__Problem details__: Could you restate word for word every line of the records below, from the first one to the one holding "rules, statistical classifier"?

__Saved entries__:
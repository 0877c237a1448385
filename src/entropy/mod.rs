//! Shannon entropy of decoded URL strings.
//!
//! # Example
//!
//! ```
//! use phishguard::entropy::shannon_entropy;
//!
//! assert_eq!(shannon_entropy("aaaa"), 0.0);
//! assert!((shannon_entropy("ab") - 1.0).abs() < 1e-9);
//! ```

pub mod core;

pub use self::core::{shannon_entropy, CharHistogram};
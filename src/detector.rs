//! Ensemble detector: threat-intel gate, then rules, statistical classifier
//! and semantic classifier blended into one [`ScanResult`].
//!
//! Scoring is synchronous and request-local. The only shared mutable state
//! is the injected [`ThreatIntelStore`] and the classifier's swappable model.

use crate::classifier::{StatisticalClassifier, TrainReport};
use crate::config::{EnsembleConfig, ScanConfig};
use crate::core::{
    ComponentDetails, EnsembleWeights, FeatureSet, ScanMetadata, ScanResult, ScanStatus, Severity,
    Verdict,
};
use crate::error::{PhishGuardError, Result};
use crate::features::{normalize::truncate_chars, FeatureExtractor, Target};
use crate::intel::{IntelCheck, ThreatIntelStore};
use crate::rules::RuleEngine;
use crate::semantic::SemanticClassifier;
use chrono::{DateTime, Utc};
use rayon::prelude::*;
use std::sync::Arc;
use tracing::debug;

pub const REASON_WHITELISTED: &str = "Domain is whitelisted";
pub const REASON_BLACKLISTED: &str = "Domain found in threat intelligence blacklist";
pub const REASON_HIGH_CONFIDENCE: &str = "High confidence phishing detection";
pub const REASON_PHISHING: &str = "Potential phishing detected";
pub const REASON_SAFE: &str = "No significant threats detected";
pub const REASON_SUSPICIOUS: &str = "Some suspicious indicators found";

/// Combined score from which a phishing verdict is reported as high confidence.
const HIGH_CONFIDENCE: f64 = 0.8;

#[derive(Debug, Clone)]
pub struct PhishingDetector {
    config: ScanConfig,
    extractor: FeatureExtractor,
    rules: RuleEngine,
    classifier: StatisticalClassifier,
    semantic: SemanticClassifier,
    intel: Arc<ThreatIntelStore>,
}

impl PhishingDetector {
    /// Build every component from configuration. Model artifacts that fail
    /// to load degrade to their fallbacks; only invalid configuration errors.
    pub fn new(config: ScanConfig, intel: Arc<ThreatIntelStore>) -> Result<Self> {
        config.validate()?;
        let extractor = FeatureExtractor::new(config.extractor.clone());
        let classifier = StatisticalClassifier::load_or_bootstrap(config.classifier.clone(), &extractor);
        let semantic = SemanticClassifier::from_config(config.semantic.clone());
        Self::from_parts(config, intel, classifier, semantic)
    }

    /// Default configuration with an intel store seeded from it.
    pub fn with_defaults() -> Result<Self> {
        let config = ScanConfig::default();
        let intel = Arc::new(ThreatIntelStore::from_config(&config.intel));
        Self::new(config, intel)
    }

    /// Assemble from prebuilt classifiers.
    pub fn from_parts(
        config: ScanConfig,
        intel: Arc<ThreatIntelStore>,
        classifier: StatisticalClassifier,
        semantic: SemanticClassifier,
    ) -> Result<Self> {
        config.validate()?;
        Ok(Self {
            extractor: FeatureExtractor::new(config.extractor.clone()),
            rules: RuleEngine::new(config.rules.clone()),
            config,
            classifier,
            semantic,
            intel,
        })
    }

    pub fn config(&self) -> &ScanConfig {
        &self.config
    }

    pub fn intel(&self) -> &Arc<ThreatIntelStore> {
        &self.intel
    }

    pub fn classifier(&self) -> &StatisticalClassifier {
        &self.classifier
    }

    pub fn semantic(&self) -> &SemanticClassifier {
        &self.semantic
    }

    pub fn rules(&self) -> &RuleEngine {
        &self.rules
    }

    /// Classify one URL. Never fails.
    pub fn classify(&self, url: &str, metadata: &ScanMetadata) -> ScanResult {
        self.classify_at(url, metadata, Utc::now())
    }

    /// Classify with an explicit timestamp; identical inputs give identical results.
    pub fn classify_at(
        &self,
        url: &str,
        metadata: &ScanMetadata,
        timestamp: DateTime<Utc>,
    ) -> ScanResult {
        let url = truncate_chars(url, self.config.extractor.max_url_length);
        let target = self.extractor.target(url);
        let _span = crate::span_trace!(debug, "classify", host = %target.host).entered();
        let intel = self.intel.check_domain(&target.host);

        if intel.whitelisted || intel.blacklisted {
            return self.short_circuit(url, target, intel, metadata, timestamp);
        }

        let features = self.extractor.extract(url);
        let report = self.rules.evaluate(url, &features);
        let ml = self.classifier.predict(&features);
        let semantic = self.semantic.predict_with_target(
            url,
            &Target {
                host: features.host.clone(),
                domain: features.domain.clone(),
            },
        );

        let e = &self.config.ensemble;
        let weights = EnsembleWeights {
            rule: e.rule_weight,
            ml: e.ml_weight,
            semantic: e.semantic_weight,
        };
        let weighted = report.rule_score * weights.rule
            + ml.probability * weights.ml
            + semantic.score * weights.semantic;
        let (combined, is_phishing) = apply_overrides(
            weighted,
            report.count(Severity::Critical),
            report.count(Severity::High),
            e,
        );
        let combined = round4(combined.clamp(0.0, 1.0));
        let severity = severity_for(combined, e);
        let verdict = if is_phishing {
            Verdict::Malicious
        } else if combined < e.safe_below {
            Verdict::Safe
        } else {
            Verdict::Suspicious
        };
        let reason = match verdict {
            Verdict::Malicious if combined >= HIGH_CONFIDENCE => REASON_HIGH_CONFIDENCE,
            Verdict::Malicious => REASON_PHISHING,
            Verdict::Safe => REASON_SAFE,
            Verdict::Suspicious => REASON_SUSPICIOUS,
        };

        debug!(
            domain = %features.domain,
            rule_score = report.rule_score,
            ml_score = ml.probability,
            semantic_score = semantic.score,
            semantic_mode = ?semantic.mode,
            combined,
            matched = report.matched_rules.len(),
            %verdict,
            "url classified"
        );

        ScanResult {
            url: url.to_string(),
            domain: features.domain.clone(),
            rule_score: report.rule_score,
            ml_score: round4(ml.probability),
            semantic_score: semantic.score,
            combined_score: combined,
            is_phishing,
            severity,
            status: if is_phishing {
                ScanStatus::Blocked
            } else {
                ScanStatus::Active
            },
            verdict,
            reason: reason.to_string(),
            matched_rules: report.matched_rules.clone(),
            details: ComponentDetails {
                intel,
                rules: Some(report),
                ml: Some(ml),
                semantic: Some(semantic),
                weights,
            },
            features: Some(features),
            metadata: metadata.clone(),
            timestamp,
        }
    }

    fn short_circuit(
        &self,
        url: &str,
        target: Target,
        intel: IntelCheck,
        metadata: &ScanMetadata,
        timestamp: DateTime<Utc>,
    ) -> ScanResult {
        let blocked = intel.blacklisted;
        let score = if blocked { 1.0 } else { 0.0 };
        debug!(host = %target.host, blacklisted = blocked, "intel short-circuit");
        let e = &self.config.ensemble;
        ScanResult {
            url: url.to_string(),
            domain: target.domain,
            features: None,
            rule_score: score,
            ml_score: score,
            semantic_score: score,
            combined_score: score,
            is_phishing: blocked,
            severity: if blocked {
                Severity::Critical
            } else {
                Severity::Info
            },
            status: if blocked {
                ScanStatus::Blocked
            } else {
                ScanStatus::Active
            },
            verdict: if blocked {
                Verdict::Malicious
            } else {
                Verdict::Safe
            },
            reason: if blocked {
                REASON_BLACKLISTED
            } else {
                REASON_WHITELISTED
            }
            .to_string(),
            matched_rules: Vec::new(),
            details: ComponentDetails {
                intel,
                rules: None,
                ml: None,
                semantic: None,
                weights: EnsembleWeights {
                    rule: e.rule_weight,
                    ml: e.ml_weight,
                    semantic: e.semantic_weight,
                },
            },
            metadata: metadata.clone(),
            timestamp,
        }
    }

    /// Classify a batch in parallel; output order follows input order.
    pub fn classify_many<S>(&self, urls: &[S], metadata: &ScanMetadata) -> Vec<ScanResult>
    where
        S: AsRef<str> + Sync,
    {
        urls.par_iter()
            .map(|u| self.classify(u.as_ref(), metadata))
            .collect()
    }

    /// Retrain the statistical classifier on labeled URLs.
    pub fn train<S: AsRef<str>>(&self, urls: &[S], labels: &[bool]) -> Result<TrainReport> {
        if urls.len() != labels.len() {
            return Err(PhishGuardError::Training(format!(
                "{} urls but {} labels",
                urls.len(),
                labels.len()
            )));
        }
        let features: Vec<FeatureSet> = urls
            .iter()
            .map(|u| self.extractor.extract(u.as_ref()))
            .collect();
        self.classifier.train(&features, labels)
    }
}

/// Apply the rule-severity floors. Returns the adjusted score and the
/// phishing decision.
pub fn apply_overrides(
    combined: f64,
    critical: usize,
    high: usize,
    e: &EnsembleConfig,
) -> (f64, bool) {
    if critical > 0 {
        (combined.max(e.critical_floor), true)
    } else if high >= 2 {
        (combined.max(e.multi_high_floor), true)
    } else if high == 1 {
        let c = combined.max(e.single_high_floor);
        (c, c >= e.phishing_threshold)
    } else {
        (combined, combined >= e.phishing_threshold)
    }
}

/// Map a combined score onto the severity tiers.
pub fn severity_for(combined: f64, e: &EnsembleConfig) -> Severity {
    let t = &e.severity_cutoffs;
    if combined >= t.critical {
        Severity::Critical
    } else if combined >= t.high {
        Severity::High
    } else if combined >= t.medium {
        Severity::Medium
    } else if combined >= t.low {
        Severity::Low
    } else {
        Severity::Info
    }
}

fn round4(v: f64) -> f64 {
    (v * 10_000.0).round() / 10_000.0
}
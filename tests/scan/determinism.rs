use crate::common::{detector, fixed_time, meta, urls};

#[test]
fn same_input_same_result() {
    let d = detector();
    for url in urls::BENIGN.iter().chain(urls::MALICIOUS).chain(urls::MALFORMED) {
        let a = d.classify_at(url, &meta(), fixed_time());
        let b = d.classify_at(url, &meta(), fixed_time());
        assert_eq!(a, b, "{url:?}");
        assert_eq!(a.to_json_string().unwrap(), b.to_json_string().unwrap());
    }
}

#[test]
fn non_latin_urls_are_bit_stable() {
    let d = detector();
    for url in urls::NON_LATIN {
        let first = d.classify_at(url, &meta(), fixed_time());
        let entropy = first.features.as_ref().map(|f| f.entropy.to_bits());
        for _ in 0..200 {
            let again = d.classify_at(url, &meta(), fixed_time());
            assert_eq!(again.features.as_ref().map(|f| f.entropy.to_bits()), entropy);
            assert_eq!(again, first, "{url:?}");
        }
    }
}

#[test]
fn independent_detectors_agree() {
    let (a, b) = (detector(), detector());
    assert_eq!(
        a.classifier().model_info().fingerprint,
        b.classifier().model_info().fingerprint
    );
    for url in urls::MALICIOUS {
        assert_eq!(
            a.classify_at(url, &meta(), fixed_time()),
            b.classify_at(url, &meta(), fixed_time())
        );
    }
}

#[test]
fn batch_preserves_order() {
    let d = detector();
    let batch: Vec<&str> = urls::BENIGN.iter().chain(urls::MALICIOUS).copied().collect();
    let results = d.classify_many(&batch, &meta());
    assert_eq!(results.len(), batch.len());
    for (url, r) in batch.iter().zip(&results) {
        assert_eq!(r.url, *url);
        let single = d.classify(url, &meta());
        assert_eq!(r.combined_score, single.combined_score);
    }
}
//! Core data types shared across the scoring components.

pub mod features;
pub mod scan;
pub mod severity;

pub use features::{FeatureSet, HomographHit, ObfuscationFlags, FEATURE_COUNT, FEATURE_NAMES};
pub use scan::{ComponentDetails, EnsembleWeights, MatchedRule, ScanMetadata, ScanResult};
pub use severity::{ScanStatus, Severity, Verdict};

__Exercise response__:
repository 0877c237a1448385
filename src/entropy/mod.rs
//! Shannon entropy of decoded URL strings.
//!
//! # Example
//!
//! ```
//! use phishguard::entropy::shannon_entropy;
//!
//! assert_eq!(shannon_entropy("aaaa"), 0.0);
//! assert!((shannon_entropy("ab") - 1.0).abs() < 1e-9);
//! ```

pub mod core;

pub use self::core::{shannon_entropy, CharHistogram};
filename src/detector.rs
//! Ensemble detector: threat-intel gate, then rules, statistical classifier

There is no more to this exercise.